Creating Value from Big Data

Oct. 5, 2016
New tools are mimicking advances in commercial software offerings, making it easier to obtain insights into the data generated by continuous and batch process manufacturing plants.

All the technical innovation and confusing marketing around “big data” should leave any manufacturing engineer wondering just what big data means to them.  Process manufacturing plants were, in fact, the original creator and user of big data. The digitization of these plants started in the 1970s and led the general recognition of the big data phenomena by decades.

For example, OSIsoft’s PI, one of the first process plant historians capable of storing large amounts of data, was released in the early 1980s. This predated commercial big data technologies by more than 20 years. The first papers on the core components of Hadoop were released (by Google) in 2004, and the explosion of interest in big data didn’t occur until the last few years.

But despite the leading role of process plants in the creation of big data, meaningful use of big data still feels far away for most process engineers. They often feel separated from the data and the insights by IT departments, developers and data scientists.
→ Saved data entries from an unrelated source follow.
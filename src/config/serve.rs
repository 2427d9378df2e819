//! `[serve]` section configuration.
//!
//! Development server settings.

use super::defaults;
use educe::Educe;
use serde::{Deserialize, Serialize};

/// `[serve]` section in quire.toml - development server configuration.
///
/// # Example
/// ```toml
/// [serve]
/// interface = "127.0.0.1"
/// port = 4880
/// ```
#[derive(Debug, Clone, Educe, Serialize, Deserialize)]
#[educe(Default)]
#[serde(default, deny_unknown_fields)]
pub struct ServeConfig {
    /// Interface to bind on.
    #[serde(default = "defaults::serve::interface")]
    #[educe(Default = defaults::serve::interface())]
    pub interface: String,

    /// Port to listen on.
    #[serde(default = "defaults::serve::port")]
    #[educe(Default = defaults::serve::port())]
    pub port: u16,
}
Many continue to rely on manual data manipulation in inadequate tools like spreadsheets, trapped in a low productivity experience and frustrated with the slow pace of insights.

Big Data Defined

Part of the perceived distance between process engineers and big data occurs because “big data” is used so loosely as both an umbrella term, and in three distinct contexts.

  • Big data is the fact — the expansion in data volume spurred by ongoing reductions in the cost of data creation, collection and storage.  When data was expensive, less of it was collected, and as generating and storing data has gotten cheaper, the quantity of data has grown in quantity and type. The numbers are staggering, with as more data stored in just minutes now as during multiple-year periods back in the 1960s.
  • Big data is the technology — the innovation in solutions to manage, store and analyze this increasing volume of data. This includes new hardware architectures like horizontal scaling, new algorithms like MapReduce (the core of the Hadoop ecosystem), new specialists like data scientists, and new software platforms like the 100+ NoSQL database offerings. A brief reading of any technical publication will quickly show options and offerings greatly exceeding the grasp of all but the most committed observer.
  • Finally, big data is the promise — the expectation of business executives that value will be created by combing the volume of big data with the technologies of big data to produce insights and improve business outcomes.  This could also be the pressure of big data, the demand that business leaders “check the box” and show the organization is tapping big data to achieve better results. These expectations and market pressures cause many companies to store vast amounts of data without a clear idea of how to derive value from it.

Process Industry Challenges

There is a final challenge related to big data in the process industries, one mimicked to some degree in other industrial realms such as discrete part manufacturing.

As ever more data is generated, there are fewer experts and resources available to inform and interpret the data.  The retirement of seasoned engineers and the squeezing of budgets mean the big data equation in many industries is “more data, with increased demands for analysis and information, with fewer resources.” Or put another way, process and other manufacturing plants find they are data rich but information poor (Figure 1). Can the gap between engineers and data be closed, such that executives can start to see real results using the limited personnel resources on hand?

Many process and other manufacturing plants can’t find a feasible method to create usable information from the big data stored in their historians and other software platforms.

It can, if one assumption of big data is removed — the one that requires big data to be delivered via complex software platforms with accompanying heavyweight requirements regarding IT architecture, expertise and costs.  This assumption is mostly based on the way technologies for the storage and analysis of big data volumes are currently developed and sold. This vendor-centric view does not concur with the way manufacturing companies would like to buy and implement these solutions, as they would prefer an evolutionary approach melding existing data with new software analysis tools in an IIoT implementation. (Figure 2 depicts such a solution, with existing control and monitoring data analyzed by a browser-based software solution.)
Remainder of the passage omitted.